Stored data
_ _ _ _

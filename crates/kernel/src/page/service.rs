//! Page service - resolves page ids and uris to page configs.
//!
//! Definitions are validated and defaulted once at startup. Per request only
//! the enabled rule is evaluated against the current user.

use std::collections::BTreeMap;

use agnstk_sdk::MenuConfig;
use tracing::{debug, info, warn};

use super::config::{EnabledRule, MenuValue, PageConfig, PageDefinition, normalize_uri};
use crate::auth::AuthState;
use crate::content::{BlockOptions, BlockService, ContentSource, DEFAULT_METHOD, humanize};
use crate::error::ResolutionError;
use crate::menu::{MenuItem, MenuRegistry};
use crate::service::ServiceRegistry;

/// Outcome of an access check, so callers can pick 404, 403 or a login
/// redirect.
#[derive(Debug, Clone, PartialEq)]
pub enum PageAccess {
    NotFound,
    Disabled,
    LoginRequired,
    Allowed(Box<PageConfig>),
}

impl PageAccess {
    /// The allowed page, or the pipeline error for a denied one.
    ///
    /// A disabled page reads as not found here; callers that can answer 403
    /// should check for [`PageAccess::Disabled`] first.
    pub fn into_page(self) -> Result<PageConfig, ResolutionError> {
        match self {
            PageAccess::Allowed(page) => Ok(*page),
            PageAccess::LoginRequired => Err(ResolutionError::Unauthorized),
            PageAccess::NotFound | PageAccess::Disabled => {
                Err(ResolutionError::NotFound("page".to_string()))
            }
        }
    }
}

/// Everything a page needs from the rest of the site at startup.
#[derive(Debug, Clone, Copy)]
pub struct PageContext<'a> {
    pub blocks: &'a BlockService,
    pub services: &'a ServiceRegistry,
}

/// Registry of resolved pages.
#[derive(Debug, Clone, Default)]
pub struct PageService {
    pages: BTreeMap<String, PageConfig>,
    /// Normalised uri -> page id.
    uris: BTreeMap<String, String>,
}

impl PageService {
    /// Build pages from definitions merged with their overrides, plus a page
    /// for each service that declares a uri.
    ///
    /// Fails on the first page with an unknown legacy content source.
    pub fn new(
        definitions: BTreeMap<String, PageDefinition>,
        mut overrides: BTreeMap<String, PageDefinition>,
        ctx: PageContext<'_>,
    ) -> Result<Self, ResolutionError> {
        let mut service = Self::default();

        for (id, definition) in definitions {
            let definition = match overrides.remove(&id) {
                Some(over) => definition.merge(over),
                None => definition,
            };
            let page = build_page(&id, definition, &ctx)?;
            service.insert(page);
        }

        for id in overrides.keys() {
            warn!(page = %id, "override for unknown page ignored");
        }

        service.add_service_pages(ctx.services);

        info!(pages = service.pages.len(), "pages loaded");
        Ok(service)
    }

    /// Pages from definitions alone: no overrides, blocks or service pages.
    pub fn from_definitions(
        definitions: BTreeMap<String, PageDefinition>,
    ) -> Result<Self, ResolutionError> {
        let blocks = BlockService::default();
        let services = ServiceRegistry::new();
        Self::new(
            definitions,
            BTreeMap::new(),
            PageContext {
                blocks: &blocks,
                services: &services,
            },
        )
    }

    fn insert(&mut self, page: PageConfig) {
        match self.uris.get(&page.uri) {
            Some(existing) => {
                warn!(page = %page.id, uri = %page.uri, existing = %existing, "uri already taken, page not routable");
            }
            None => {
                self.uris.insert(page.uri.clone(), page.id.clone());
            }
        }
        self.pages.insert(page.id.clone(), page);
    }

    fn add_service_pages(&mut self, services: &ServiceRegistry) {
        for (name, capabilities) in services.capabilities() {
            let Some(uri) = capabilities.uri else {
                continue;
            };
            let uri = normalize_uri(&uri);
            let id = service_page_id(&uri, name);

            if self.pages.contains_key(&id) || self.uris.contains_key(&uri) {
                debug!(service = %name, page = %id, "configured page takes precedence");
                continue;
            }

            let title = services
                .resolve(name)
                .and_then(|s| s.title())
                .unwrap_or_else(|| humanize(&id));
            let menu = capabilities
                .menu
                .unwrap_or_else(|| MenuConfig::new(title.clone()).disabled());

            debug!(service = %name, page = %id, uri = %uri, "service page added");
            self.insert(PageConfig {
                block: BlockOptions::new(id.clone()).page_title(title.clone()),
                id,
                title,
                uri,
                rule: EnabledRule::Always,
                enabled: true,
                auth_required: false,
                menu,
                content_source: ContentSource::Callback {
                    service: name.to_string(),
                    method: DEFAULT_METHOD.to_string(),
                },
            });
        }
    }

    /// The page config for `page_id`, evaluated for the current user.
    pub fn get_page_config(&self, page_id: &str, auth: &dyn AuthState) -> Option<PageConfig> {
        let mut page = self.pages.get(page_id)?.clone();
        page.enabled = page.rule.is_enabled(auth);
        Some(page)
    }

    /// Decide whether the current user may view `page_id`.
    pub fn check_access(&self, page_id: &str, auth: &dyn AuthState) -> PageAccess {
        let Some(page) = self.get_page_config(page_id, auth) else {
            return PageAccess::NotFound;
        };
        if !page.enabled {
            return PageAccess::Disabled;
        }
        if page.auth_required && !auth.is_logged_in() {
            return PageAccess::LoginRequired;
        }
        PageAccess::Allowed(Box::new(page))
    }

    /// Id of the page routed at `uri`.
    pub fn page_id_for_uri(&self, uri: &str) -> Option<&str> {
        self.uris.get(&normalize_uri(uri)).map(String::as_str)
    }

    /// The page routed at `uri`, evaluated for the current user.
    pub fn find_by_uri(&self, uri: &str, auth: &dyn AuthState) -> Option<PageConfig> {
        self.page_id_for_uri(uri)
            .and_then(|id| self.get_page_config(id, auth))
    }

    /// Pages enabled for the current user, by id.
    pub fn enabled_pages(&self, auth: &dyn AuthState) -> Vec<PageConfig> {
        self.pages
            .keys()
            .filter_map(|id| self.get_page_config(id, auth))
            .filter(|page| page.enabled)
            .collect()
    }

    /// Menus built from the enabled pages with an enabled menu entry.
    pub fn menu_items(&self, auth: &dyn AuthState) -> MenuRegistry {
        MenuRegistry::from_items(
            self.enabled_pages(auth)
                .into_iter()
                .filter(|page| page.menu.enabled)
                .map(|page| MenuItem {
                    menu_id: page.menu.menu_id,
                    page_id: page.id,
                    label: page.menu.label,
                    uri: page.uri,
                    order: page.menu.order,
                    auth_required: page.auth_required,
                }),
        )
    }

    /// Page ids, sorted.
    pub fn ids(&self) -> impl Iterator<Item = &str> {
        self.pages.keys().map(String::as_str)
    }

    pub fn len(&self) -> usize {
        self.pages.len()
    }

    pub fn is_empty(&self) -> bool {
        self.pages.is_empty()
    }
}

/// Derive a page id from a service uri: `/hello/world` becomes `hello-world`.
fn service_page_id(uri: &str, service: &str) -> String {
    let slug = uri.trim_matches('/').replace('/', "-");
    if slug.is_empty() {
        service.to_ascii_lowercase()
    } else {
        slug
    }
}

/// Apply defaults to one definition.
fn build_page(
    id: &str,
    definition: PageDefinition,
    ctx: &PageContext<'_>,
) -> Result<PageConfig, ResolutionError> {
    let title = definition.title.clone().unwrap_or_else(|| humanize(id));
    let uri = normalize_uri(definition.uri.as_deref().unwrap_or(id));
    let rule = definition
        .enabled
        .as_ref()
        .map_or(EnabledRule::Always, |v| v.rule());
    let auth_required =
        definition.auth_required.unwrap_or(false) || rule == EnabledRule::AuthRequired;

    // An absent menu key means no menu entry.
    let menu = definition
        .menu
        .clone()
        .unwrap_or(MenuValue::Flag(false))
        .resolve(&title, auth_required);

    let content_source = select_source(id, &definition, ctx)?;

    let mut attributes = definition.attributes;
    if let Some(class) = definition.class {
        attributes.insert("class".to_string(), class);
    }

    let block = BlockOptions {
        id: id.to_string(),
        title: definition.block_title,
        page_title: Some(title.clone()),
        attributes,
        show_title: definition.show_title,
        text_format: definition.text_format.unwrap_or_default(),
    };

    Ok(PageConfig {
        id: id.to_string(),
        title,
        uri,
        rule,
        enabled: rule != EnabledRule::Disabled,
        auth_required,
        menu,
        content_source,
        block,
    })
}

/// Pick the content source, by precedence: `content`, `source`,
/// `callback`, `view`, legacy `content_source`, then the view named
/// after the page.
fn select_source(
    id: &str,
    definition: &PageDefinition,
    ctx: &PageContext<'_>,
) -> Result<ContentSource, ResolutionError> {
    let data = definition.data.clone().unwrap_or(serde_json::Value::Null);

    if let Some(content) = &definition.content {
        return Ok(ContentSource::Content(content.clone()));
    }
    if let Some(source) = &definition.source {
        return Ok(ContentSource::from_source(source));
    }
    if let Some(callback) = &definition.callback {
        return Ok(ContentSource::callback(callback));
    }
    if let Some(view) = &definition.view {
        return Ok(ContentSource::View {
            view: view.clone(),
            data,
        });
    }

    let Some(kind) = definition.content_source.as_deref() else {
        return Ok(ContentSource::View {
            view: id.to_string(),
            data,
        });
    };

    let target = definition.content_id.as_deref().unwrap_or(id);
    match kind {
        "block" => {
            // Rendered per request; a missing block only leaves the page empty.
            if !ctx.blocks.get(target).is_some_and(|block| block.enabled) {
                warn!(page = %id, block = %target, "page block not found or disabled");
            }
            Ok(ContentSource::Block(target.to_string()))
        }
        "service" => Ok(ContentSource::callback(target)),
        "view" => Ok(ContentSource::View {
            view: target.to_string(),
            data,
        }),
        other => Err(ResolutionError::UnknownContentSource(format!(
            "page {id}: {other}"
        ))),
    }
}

_ _ _ _

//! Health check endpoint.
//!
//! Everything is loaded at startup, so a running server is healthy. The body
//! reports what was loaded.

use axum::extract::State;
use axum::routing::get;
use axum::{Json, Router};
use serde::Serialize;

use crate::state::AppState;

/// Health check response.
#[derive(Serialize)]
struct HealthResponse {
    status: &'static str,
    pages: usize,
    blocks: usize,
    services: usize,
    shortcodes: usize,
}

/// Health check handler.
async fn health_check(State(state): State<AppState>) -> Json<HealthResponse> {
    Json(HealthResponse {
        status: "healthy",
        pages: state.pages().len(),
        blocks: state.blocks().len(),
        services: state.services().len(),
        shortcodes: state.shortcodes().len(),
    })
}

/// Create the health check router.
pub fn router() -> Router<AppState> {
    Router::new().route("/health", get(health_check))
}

_ _ _ _

- [WHAT IS EXPECTED] Copy every line of the records above that holds the word "callers".

- [YOUR SOLUTION]
/// Outcome of an access check, so callers can pick 404, 403 or a login
    /// A disabled page reads as not found here; callers that can answer 403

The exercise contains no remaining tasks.